Worldwide Change and the End of OPEC

Sunday, May 19, 2013

Homegrown Defense is a great little book about the impact of the oil monopoly on national security in America. It's a collection of essays by different authors — Wesley Clark, Frank Gaffney, Gal Luft, Burl Haigwood, and Robert Zubrin. The following is an excerpt from Frank Gaffney's chapter:

Over time, the Open Fuel Standard would transform America's transportation sector from what I call "gasoholic" vehicles to "omnivores." As new FFVs become ever more widely available and older, gas-only cars are phased out, the United States would create a vast new market for fuels that can be produced domestically, in the case of methanol derived from anything made up of carbon. Among such plentiful sources are switchgrass and other plants, wood pulp, used tires and trash.

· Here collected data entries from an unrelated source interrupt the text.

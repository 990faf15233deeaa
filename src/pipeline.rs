//! Envelope processing between the ingress buffer and the collector.

use crate::buffer::LossyBuffer;
use crate::collector::EnvelopeCollector;
use crate::envelope::{Envelope, Message};
use crate::metrics::MetricKey;

use std::collections::{HashMap, HashSet};
use std::sync::Arc;
use tokio::sync::watch;
use tracing::{error, info};

const MAX_COUNTERS: usize = 10_000;

/// Converts delta counters into running totals.
///
/// Totals are keyed by source id, instance id, name and tags. A counter
/// carrying a total replaces the running total. The table is cleared once it
/// holds more than 10000 entries.
#[derive(Default)]
pub struct CounterAggregator {
    totals: HashMap<(String, String, MetricKey), u64>,
}

impl CounterAggregator {
    pub fn process(&mut self, envelope: &mut Envelope) {
        let counter = match &mut envelope.message {
            Some(Message::Counter(counter)) => counter,
            _ => return,
        };

        if self.totals.len() > MAX_COUNTERS {
            self.totals.clear();
        }

        let key = (
            envelope.source_id.clone(),
            envelope.instance_id.clone(),
            MetricKey::new(&counter.name, envelope.tags.iter()),
        );

        let total = self.totals.entry(key).or_default();

        if counter.total == 0 {
            *total = total.wrapping_add(counter.delta);
        } else {
            *total = counter.total;
        }

        counter.total = *total;
    }

    #[cfg(test)]
    fn len(&self) -> usize {
        self.totals.len()
    }
}

/// Filters and rewrites envelopes before they reach the collector.
#[derive(Default)]
pub struct Pipeline {
    scraped_sources: HashSet<String>,
    timer_tags: Option<HashSet<String>>,
    counters: CounterAggregator,
}

impl Pipeline {
    pub fn new() -> Self {
        Self::default()
    }

    /// Envelopes from these sources are skipped, their metrics are served by
    /// scraping them directly.
    pub fn scraped_sources(mut self, sources: impl IntoIterator<Item = String>) -> Self {
        self.scraped_sources = sources.into_iter().collect();
        self
    }

    /// Timer envelopes keep only these tags.
    pub fn timer_tags(mut self, tags: Option<&[String]>) -> Self {
        self.timer_tags = tags.map(|tags| tags.iter().cloned().collect());
        self
    }

    pub fn process(&mut self, mut envelope: Envelope) -> Option<Envelope> {
        if self.scraped_sources.contains(&envelope.source_id) {
            return None;
        }

        if let (Some(allowed), Some(Message::Timer(_))) = (&self.timer_tags, &envelope.message) {
            envelope.tags.retain(|k, _| allowed.contains(k));
        }

        self.counters.process(&mut envelope);

        Some(envelope)
    }
}

/// Drains the buffer into the collector until shutdown is signaled.
pub async fn consume(
    buffer: Arc<LossyBuffer<Envelope>>,
    mut pipeline: Pipeline,
    collector: Arc<EnvelopeCollector>,
    mut shutdown: watch::Receiver<bool>,
) {
    loop {
        let envelope = tokio::select! {
            envelope = buffer.next() => envelope,
            _ = shutdown.changed() => {
                info!("stopping envelope consumer");
                return;
            }
        };

        if let Some(envelope) = pipeline.process(envelope) {
            if let Err(e) = collector.write(&envelope) {
                error!("unable to write envelope from {}: {e}", envelope.source_id);
            }
        }
    }
}
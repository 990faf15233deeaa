use crate::buffer::LossyBuffer;
use crate::collector::EnvelopeCollector;
use crate::envelope::Envelope;
use crate::metrics::{DebugRegistry, MetricValue};

use axum::extract::State;
use axum::routing::get;
use axum::Router;
use std::sync::Arc;

pub struct DebugState {
    pub registry: Arc<DebugRegistry>,
    pub collector: Arc<EnvelopeCollector>,
    pub buffer: Arc<LossyBuffer<Envelope>>,
}

pub fn app(state: Arc<DebugState>) -> Router {
    Router::new()
        .route("/", get(root))
        .route("/vars", get(vars))
        .with_state(state)
}

async fn root() -> String {
    let version = env!("CARGO_PKG_VERSION");
    format!("Metrics Agent {version}\n")
}

async fn vars(State(state): State<Arc<DebugState>>) -> String {
    human_stats(&state)
}

fn human_stats(state: &DebugState) -> String {
    let mut data = Vec::new();

    for family in state.registry.families() {
        for metric in family.metrics {
            let value = match metric.value {
                MetricValue::Counter(v) | MetricValue::Gauge(v) => v,
                _ => continue,
            };

            if metric.labels.is_empty() {
                data.push(format!("{}: {value}", family.name));
            } else {
                let labels: Vec<String> = metric
                    .labels
                    .iter()
                    .map(|(k, v)| format!("{k}={v}"))
                    .collect();
                data.push(format!("{}/{}: {value}", family.name, labels.join("/")));
            }
        }
    }

    let stats = state.collector.stats();
    data.push(format!("collector/sources: {}", stats.sources));
    data.push(format!("collector/metrics: {}", stats.metrics));
    data.push(format!("buffer/pending: {}", state.buffer.pending()));
    data.push(format!("buffer/dropped: {}", state.buffer.dropped()));

    data.sort();
    let mut content = data.join("\n");
    content += "\n";
    content
}

#[cfg(test)]
mod tests {
    use super::*;
    use axum::body::{to_bytes, Body};
    use axum::http::{Request, StatusCode};
    use tower::ServiceExt;

    #[tokio::test]
    async fn vars_lists_counters_and_store_size() {
        let registry = Arc::new(DebugRegistry::new());
        registry.increment("modified_tags", "help", &[("originating_source_id", "svc")]);

        let collector = Arc::new(EnvelopeCollector::new(registry.clone()));
        collector
            .write(&Envelope::counter("svc", "requests", 1))
            .unwrap();

        let state = Arc::new(DebugState {
            registry,
            collector,
            buffer: Arc::new(LossyBuffer::new(4)),
        });

        let response = app(state)
            .oneshot(Request::get("/vars").body(Body::empty()).unwrap())
            .await
            .unwrap();
        assert_eq!(response.status(), StatusCode::OK);

        let body = to_bytes(response.into_body(), usize::MAX).await.unwrap();
        let body = String::from_utf8(body.to_vec()).unwrap();

        assert!(body.contains("modified_tags/originating_source_id=svc: 1\n"));
        assert!(body.contains("collector/sources: 1\n"));
        assert!(body.contains("collector/metrics: 1\n"));
        assert!(body.contains("buffer/dropped: 0\n"));
    }
}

In this fashion, at the cost of just $100 or less per newly manufactured vehicle, the United States can, over time, wean itself from what amounts to its present, utter dependency on a single source of transportation fuel — oil — most of which is supplied by members of the OPEC cartel. This will have a truly revolutionary strategic effect, especially if, as a practical matter, the US Open Fuel Standard winds up becoming an international standard. That would seem to be a predictable result since car companies, having retooled their production lines to make Flexible Fuel Vehicles, will find it more economical to manufacture basically the same vehicles for sale elsewhere.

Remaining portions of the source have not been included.